Plutôt mal. Le chercheur au Maroc fait face à des défis sérieux. Cela pousse de nombreux chercheurs à abandonner ce chemin, si long et si difficile. La carence de références, notamment dans le domaine du droit économique, pèse lourdement sur le chercheur et risque bien évidemment de perturber le processus de sa recherche. Le financement de la recherche scientifique constitue un enjeu réel. Dans la plupart du temps, c'est le chercheur qui supporte les frais d'un déplacement à l'étranger pour une recherche biographique de quelques jours.
* Que recommandez-vous, du coup, pour les dépasser ?
A mon sens, il est important de développer le partenariat entreprise-université en vue d'orienter la recherche scientifique vers les besoins du marché. L'idée étant de favoriser une recherche à très grande valeur ajoutée et de lutter contre la répétitivité de thèmes. Face au défi de la documentation, il est nécessaire de renforcer le partenariat entre les universités marocaines et les bibliothèques de renommée internationale en vue de faciliter le processus de la documentation pour le chercheur. Au sein de l'Université, je recommande de renforcer l'encadrement pédagogique des chercheurs tout en veillant à les coacher dans leur aventure qui dure au minimum 5 ans. Il faut savoir que coacher les chercheurs, c'est booster leur performance. De plus, malgré sa richesse, le programme du cycle doctoral reste très rigide avec des cours magistraux moins attrayants pour les chercheurs. Ces derniers sont particulièrement intéressés par des séances plus dynamiques basées sur les soft-skills, ingrédient important pour un parcours de recherche réussi.
* In fine, quels sont vos projets futurs de recherche ou domaines d'intérêt que vous aimeriez explorer à la lumière de votre expérience et votre expertise actuelles ?
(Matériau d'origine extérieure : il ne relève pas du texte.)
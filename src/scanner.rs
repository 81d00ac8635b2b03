// SPDX-License-Identifier: MIT

use log::*;

use std::collections::BTreeSet;
use std::fs;
use std::path::Path;

/// Walks the record store and collects every id that already has a record
/// file on disk.
///
/// Leaf files are named `<id>` or `<id>.<ext>`; directories group records and
/// carry no id information themselves, so they are descended into
/// unconditionally. The walk uses an explicit work stack rather than
/// recursion and never follows symlinks.
///
/// A missing root is not an error: the client may simply never have stored
/// anything. Leaves whose stem is not an integer are skipped with a warning,
/// as are unreadable entries; a partial scan result is always better than
/// aborting the startup.
pub fn scan(root: &Path) -> BTreeSet<u64> {
    let mut ids = BTreeSet::new();

    if !root.exists() {
        warn!("record store path not found: {}", root.display());
        return ids;
    }

    let mut pending = vec![root.to_path_buf()];
    while let Some(dir) = pending.pop() {
        let entries = match fs::read_dir(&dir) {
            Ok(entries) => entries,
            Err(err) => {
                warn!("cannot read {}: {err}", dir.display());
                continue;
            }
        };

        for entry in entries {
            let entry = match entry {
                Ok(entry) => entry,
                Err(err) => {
                    warn!("cannot read entry in {}: {err}", dir.display());
                    continue;
                }
            };

            // file_type() does not follow symlinks, which is what we want:
            // a symlinked directory could cycle back into the tree.
            let file_type = match entry.file_type() {
                Ok(file_type) => file_type,
                Err(err) => {
                    warn!("cannot stat {}: {err}", entry.path().display());
                    continue;
                }
            };

            if file_type.is_symlink() {
                debug!("not following symlink {}", entry.path().display());
            } else if file_type.is_dir() {
                pending.push(entry.path());
            } else {
                let path = entry.path();
                match path.file_stem().and_then(|stem| stem.to_str()) {
                    Some(stem) => match stem.parse::<u64>() {
                        Ok(id) => {
                            ids.insert(id);
                        }
                        Err(_) => {
                            warn!("skipping non-numeric record name: {}", path.display());
                        }
                    },
                    None => warn!("skipping unnamed record: {}", path.display()),
                }
            }
        }
    }

    debug!("scan of {} found {} used ids", root.display(), ids.len());
    ids
}
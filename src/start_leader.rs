// SPDX-License-Identifier: MIT

//! Launches the leader server in a separate terminal window so the client
//! can be driven from this one. The server command is whatever the operator
//! passes; there is no further contract beyond "the leader becomes reachable
//! at its host:port afterward".

use clap::Parser;

use std::io;
use std::path::PathBuf;
use std::process::Command;

#[derive(Parser)]
struct Args {
    /// Directory to launch the server from.
    #[arg(long, default_value = ".")]
    dir: PathBuf,

    /// Command line that starts the leader server.
    #[arg(required = true, trailing_var_arg = true)]
    server_command: Vec<String>,
}

fn main() -> io::Result<()> {
    env_logger::init();

    let args = Args::parse();
    let dir = args.dir.canonicalize()?;
    let command_line = args.server_command.join(" ");

    if cfg!(target_os = "windows") {
        Command::new("cmd")
            .arg("/k")
            .args(&args.server_command)
            .current_dir(&dir)
            .spawn()?;
    } else if cfg!(target_os = "macos") {
        let script = format!(
            "tell application \"Terminal\"\n\
             do script \"cd {} && {}\"\n\
             activate\n\
             end tell",
            dir.display(),
            command_line,
        );
        Command::new("osascript").arg("-e").arg(script).spawn()?;
    } else if cfg!(target_os = "linux") {
        Command::new("gnome-terminal")
            .args(["--", "bash", "-c"])
            .arg(format!("cd {} && {}; exec bash", dir.display(), command_line))
            .spawn()?;
    } else {
        return Err(io::Error::other("unsupported operating system"));
    }

    println!("leader server started in a separate terminal");
    Ok(())
}
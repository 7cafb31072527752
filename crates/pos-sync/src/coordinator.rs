// File: pos-sync/src/coordinator.rs
// Purpose: Drains the change queue through the transport under intermittent connectivity

use chrono::{DateTime, Utc};
use serde_json::Value;
use std::sync::{Arc, Mutex, MutexGuard, PoisonError, Weak};
use tokio::sync::{broadcast, oneshot};
use tokio::task::JoinHandle;

use crate::clock::{Clock, SystemClock};
use crate::config::SyncConfig;
use crate::error::SyncError;
use crate::local_state::StateChanged;
use crate::messages::ClientMessage;
use crate::network::{NetworkStatus, NetworkStatusSource};
use crate::queue::{ChangeKind, ChangeRecord, PersistentQueue};
use crate::status::{
    NotificationLevel, SyncNotification, SyncOutcome, SyncState, SyncStatus, SyncTrigger,
};
use crate::store::{KeyValueStore, LAST_SYNC_KEY};
use crate::timer::Timer;
use crate::transport::{build_transport, SyncRequest, Transport};

/// Orchestrates sync sessions
///
/// Cloning is cheap; clones share one queue and one state machine. At most
/// one session is in flight at any time.
#[derive(Clone)]
pub struct SyncCoordinator {
    inner: Arc<Inner>,
}

struct Inner {
    config: SyncConfig,
    transport: Arc<dyn Transport>,
    store: Arc<dyn KeyValueStore>,
    clock: Arc<dyn Clock>,
    queue: tokio::sync::Mutex<PersistentQueue>,
    runtime: Mutex<Runtime>,
    last_sync_time: Mutex<Option<DateTime<Utc>>>,
    notifications: broadcast::Sender<SyncNotification>,
}

struct Runtime {
    state: SyncState,
    online: bool,
    /// Incremented per session so a stale session never overwrites state
    session: u64,
    ticker: Option<Timer>,
    /// Settle delay after reconnecting, or a scheduled retry
    pending: Option<Timer>,
    cancel: Option<oneshot::Sender<()>>,
    listeners: Vec<JoinHandle<()>>,
}

impl Drop for Runtime {
    fn drop(&mut self) {
        for listener in self.listeners.drain(..) {
            listener.abort();
        }
    }
}

impl Inner {
    fn runtime(&self) -> MutexGuard<'_, Runtime> {
        self.runtime.lock().unwrap_or_else(PoisonError::into_inner)
    }

    fn notify(&self, level: NotificationLevel, message: &str) {
        let _ = self
            .notifications
            .send(SyncNotification::new(level, message));
    }
}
Les décisions du Conseil de la Concurrence constituent une matière intéressante pour soulever les problèmes de mise en pratique des mécanismes de régulation déployés et les pistes nécessaires pour leur développement. A présent, des chercheurs et moi travaillent ensemble sur un ouvrage qui rassemble deux travaux de recherche sur la régulation de la concurrence au Maroc.